What is the number of lines in the listing below that contain the word "Clone"? Give only that number.

───

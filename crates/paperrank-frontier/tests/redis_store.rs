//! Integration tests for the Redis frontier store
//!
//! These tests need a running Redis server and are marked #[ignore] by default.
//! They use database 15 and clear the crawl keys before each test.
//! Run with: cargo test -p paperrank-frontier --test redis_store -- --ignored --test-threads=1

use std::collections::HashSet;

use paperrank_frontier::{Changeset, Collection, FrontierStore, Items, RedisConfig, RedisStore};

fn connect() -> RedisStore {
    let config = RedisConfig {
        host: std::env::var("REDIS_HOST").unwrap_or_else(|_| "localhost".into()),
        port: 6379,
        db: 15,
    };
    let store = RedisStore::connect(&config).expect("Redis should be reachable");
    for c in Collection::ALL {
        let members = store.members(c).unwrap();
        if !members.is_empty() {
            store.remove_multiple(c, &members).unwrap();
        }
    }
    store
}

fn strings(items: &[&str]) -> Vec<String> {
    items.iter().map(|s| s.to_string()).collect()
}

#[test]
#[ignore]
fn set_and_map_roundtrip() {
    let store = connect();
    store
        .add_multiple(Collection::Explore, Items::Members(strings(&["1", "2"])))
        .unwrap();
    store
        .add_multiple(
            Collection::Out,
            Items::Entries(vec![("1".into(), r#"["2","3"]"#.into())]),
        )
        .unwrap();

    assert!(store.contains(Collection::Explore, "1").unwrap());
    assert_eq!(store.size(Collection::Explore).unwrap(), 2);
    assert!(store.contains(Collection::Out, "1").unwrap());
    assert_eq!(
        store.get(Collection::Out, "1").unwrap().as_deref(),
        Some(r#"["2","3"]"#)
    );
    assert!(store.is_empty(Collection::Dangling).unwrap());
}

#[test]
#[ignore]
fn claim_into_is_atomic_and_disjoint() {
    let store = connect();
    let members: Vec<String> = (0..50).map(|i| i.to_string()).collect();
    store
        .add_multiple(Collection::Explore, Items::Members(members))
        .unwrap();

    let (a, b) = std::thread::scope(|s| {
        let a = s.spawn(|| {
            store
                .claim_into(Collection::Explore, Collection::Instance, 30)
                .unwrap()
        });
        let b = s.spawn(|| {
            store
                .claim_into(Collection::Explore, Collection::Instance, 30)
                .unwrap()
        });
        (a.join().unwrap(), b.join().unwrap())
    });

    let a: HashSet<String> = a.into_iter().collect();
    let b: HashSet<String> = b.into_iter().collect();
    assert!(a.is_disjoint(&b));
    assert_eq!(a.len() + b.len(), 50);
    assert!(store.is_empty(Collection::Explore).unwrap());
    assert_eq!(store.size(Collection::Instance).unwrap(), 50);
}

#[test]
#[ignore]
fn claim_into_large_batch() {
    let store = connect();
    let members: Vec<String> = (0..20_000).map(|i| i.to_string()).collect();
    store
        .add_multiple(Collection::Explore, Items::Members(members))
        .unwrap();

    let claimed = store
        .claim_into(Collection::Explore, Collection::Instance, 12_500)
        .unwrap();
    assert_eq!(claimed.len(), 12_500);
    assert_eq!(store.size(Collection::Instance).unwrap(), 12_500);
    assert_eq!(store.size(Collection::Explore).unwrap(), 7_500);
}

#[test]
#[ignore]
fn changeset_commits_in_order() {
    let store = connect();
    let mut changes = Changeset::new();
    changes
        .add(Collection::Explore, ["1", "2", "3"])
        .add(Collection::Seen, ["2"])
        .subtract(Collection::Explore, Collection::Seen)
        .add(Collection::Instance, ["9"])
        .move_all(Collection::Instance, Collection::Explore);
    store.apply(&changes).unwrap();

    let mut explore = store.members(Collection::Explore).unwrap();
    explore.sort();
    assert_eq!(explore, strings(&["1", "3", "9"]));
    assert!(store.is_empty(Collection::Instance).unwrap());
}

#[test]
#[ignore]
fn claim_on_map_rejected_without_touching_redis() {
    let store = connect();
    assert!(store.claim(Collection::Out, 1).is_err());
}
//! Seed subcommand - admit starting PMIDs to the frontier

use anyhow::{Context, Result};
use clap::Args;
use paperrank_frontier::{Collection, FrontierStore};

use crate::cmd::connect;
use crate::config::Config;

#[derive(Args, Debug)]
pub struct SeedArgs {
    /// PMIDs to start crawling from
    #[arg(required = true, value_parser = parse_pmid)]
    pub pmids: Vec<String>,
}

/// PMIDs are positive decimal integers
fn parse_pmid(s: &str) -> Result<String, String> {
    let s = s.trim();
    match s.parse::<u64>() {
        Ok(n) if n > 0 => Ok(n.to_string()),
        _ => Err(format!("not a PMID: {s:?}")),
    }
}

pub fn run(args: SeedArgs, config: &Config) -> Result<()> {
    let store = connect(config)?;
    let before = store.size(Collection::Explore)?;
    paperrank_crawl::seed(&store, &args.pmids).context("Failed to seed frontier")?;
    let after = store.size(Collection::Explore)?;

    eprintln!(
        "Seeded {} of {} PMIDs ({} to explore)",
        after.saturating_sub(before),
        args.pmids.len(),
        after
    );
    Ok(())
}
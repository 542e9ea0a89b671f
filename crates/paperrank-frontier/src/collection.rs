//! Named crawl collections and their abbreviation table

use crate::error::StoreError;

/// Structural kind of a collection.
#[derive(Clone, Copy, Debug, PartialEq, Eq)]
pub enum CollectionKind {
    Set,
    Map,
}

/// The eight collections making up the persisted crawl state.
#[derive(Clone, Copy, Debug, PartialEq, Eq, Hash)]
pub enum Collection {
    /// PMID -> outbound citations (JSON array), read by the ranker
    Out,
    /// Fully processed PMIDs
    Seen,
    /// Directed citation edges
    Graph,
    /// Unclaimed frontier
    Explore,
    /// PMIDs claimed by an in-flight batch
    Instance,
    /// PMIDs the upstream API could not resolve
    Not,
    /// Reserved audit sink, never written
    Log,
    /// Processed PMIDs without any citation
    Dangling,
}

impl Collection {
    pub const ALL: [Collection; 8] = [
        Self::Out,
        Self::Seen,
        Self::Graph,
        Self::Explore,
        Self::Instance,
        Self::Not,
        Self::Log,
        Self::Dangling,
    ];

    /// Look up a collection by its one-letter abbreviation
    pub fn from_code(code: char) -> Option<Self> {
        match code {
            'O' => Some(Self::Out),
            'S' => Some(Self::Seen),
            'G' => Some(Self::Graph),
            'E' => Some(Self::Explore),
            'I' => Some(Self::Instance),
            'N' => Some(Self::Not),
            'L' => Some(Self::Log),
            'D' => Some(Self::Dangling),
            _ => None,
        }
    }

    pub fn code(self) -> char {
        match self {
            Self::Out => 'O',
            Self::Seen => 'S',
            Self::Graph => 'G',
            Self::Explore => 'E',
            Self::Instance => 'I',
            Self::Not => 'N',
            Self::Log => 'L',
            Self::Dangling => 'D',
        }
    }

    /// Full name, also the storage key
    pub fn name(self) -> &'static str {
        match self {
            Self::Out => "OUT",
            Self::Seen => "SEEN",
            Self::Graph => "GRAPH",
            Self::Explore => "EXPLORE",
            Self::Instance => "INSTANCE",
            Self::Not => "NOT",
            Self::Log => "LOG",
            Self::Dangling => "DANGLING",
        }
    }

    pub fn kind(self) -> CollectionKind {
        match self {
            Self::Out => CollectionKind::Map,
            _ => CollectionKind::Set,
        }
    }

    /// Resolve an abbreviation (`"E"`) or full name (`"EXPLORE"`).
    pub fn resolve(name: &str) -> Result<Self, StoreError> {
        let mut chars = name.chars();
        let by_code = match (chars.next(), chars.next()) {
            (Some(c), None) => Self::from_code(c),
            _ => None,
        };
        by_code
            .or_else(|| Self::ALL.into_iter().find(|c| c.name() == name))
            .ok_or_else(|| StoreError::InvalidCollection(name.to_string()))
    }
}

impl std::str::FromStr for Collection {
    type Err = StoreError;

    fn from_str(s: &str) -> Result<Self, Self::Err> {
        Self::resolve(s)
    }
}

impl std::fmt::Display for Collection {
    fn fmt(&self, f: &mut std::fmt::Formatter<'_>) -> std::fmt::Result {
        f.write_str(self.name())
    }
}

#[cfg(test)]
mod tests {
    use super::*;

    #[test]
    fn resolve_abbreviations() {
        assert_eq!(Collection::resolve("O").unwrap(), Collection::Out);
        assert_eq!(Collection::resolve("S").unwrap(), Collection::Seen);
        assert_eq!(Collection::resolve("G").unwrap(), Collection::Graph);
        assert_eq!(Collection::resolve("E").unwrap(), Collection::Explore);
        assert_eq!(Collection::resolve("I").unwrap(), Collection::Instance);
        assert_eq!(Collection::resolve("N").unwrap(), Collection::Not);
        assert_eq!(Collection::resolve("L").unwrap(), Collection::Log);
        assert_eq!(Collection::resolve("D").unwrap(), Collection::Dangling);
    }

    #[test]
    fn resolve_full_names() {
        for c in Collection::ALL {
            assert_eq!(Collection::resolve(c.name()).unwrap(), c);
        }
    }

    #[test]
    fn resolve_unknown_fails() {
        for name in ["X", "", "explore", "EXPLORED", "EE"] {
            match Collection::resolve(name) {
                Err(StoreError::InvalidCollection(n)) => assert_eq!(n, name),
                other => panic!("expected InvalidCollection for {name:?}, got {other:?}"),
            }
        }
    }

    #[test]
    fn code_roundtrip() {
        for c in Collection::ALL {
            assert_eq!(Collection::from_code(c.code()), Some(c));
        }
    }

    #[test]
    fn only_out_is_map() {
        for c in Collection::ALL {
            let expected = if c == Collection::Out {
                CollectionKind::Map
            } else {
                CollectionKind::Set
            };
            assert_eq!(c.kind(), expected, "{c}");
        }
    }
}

───

- Task response:
2